Les ambassadeurs des pays du G7 ont fait savoir ce 21 juin être «très préoccupés» par la situation du cinéaste et activiste ukrainien Oleg Sentsov, emprisonné en Russie depuis août 2015 et qui a entamé une grève de la faim il y a 39 jours. Ils ont également appelé à sa libération et appelé Moscou et Kiev à effectuer un échange de prisonniers.
Qui est-il ?
Oleg Sentsov est né à Simféropol, la capitale de la République de Crimée. Aujourd'hui âgé de 41 ans, il a réalisé plusieurs courts-métrages entre 2008 et 2011. Cette année-là, il accède à la notoriété après la projection de son premier long-métrage lors du Festival international du film de Rotterdam. Après le début en novembre 2013 du mouvement Euromaïdan à Kiev, qui aboutira au renversement du président ukrainien Viktor Ianoukovitch, Oleg Sentsov est devenu un activiste d’Automaïdan, un mouvement de manifestants en voiture qui en est issu.
De quoi est-il accusé ?
Durant la crise de Crimée en 2014, qui aboutira à son rattachement à la Russie, il apporte un soutien logistique à des militaires ukrainiens stationnés sur la péninsule.

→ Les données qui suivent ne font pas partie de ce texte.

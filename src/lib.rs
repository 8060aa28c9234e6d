//! A reliable, connection-oriented message transport layered on a
//! connectionless virtual-L2 overlay network.
//!
//! The overlay (a ZeroTier-style network running over UDP) owns node
//! identity, network membership, encryption, and path selection. This crate
//! owns everything above it: 64-bit transport addresses and port
//! allocation, the connection-establishment handshake, fragmentation and
//! reassembly of application messages across a bounded MTU, and the
//! per-node machinery that services the overlay's callbacks. The result is
//! a bidirectional, best-effort pipe abstraction suitable for a
//! Scalability-Protocols messaging layer: messages are atomic and
//! reassembled in full, but no ordering is guaranteed between messages.
//!
//! # Organization
//!
//! - [`Message`] is the byte container used for payloads on both the send
//!   and receive paths.
//! - [`Dialer`] and [`Listener`] are the user-facing endpoints; both yield
//!   [`Pipe`]s once a connection is established.
//! - [`overlay`] defines the contract with the external overlay library
//!   and ships [`MemoryNet`], an in-process stand-in good enough for local
//!   networks and tests.
//!
//! # Addressing
//!
//! A transport address packs a 40-bit overlay node id and a 24-bit port
//! into a `u64`. Ports at or above `0x800000` are ephemeral and allocated
//! from a randomly seeded cursor; lower ports are claimed explicitly by
//! listeners. URL form: `zt://<nwid>/<node>:<port>`, with `*` accepted as
//! the local node for listeners.

pub mod addr;
pub mod error;
pub mod frame;
pub mod message;
pub mod overlay;
pub mod pipe;
pub mod transport;
pub mod url;

mod endpoint;
mod node;
mod reassembly;

pub use addr::{Address, NetworkId, NodeId, Port};
pub use error::Error;
pub use message::Message;
pub use overlay::memory::MemoryNet;
pub use overlay::{Overlay, OverlayFactory, OverlayHost};
pub use pipe::Pipe;
pub use transport::{Dialer, Listener, Options};
pub use url::ZtUrl;

use dashmap::DashMap;
use std::hash::BuildHasherDefault;
pub type FxDashMap<K, V> = DashMap<K, V, BuildHasherDefault<rustc_hash::FxHasher>>;
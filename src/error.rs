//! The user-facing error type for transport operations.

/// Errors reported to callers of connect/accept/send/recv and friends.
///
/// Wire-level protocol errors received from a peer are mapped onto these
/// before they reach the caller; parse errors and other internal detail
/// stay at the module that produced them.
#[derive(Debug, Clone, PartialEq, Eq, thiserror::Error)]
pub enum Error {
    #[error("address already in use")]
    AddrInUse,
    #[error("invalid address: {0}")]
    AddrInvalid(String),
    #[error("object is closed")]
    Closed,
    #[error("connection refused by peer")]
    ConnRefused,
    #[error("connection attempt timed out")]
    TimedOut,
    #[error("protocol violation")]
    Proto,
    #[error("message too large")]
    MsgSize,
    #[error("not connected")]
    NotConn,
    #[error("operation canceled")]
    Canceled,
    #[error("an operation of this kind is already in flight")]
    Busy,
    #[error("internal transport failure")]
    Internal,
    #[error("transport error from peer: {0}")]
    Transport(String),
}

impl From<crate::url::ParseError> for Error {
    fn from(value: crate::url::ParseError) -> Self {
        Error::AddrInvalid(value.to_string())
    }
}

Il est en outre accusé d'avoir coordonné l’action d’un groupe d’activistes liés au mouvement paramilitaire néonazi ukrainien Secteur Droit (Pravy Sektor), interdit en Russie. La mission de ce groupe consistait à frapper des organisations politiques et des infrastructures en Crimée, dans le but de faire revenir la péninsule dans le giron de l'Ukraine.
Ce groupuscule serait responsable d'avoir mis le feu aux bureaux de la Communauté russe de Crimée, une organisation publique, et au bureau local du parti Russie unie, le parti au pouvoir en Russie, à Simféropol, au printemps 2014, ainsi que d'avoir essayé de faire exploser une statue de Lénine, le 9 mai 2014.
Le 25 août 2015, la cour pénale de la ville de Rostov-sur-le-Don, dans le Sud de la Russie, l'a condamné en raison de ces faits et l'a reconnu coupable de «terrorisme» et de «trafic d'armes». Oleg Sentsov a pour sa part toujours clamé son innocence. Reconnu coupable, il a été condamné à 20 ans de prison. Cette décision a été à l'époque condamnée par l'ONG Amnesty International et dénoncée par Kiev, l'Union européenne et les Etats-Unis.
Oleg Sentsov est depuis détenu au sein d'une colonie pénitentiaire russe située dans la région de Iamalie, au-delà du cercle polaire arctique russe. En Occcident comme en Russie, des intellectuels proches des milieux du cinéma ont appelé à plusieurs reprises à sa libération.
Pourquoi cette grève de la faim ?
Le cinéaste, dont la double nationalité russo-ukrainienne empêche, selon les autorités russes, tout transfert en Ukraine, a entamé une grève de la faim «illimitée» le 14 mai et fait savoir qu'il était «prêt à mourir en prison en conséquence».
Il exige la libération de «tous les prisonniers politiques» ukrainiens détenus en Russie, sans pour autant réclamer sa propre grâce. Par «prisonniers politiques», Oleg Sentsov entend les citoyens ukrainiens accusés d'actions dirigées contre les autorités russes.
Quant au timing de son action, il ne doit rien au hasard, puisque le cinéaste voulait attirer l'attention sur son cas et celui des autres prisonniers ukrainiens au moment où le monde entier a les yeux rivés sur la Russie à l’occasion du Mondial 2018.
Comment va-t-il ?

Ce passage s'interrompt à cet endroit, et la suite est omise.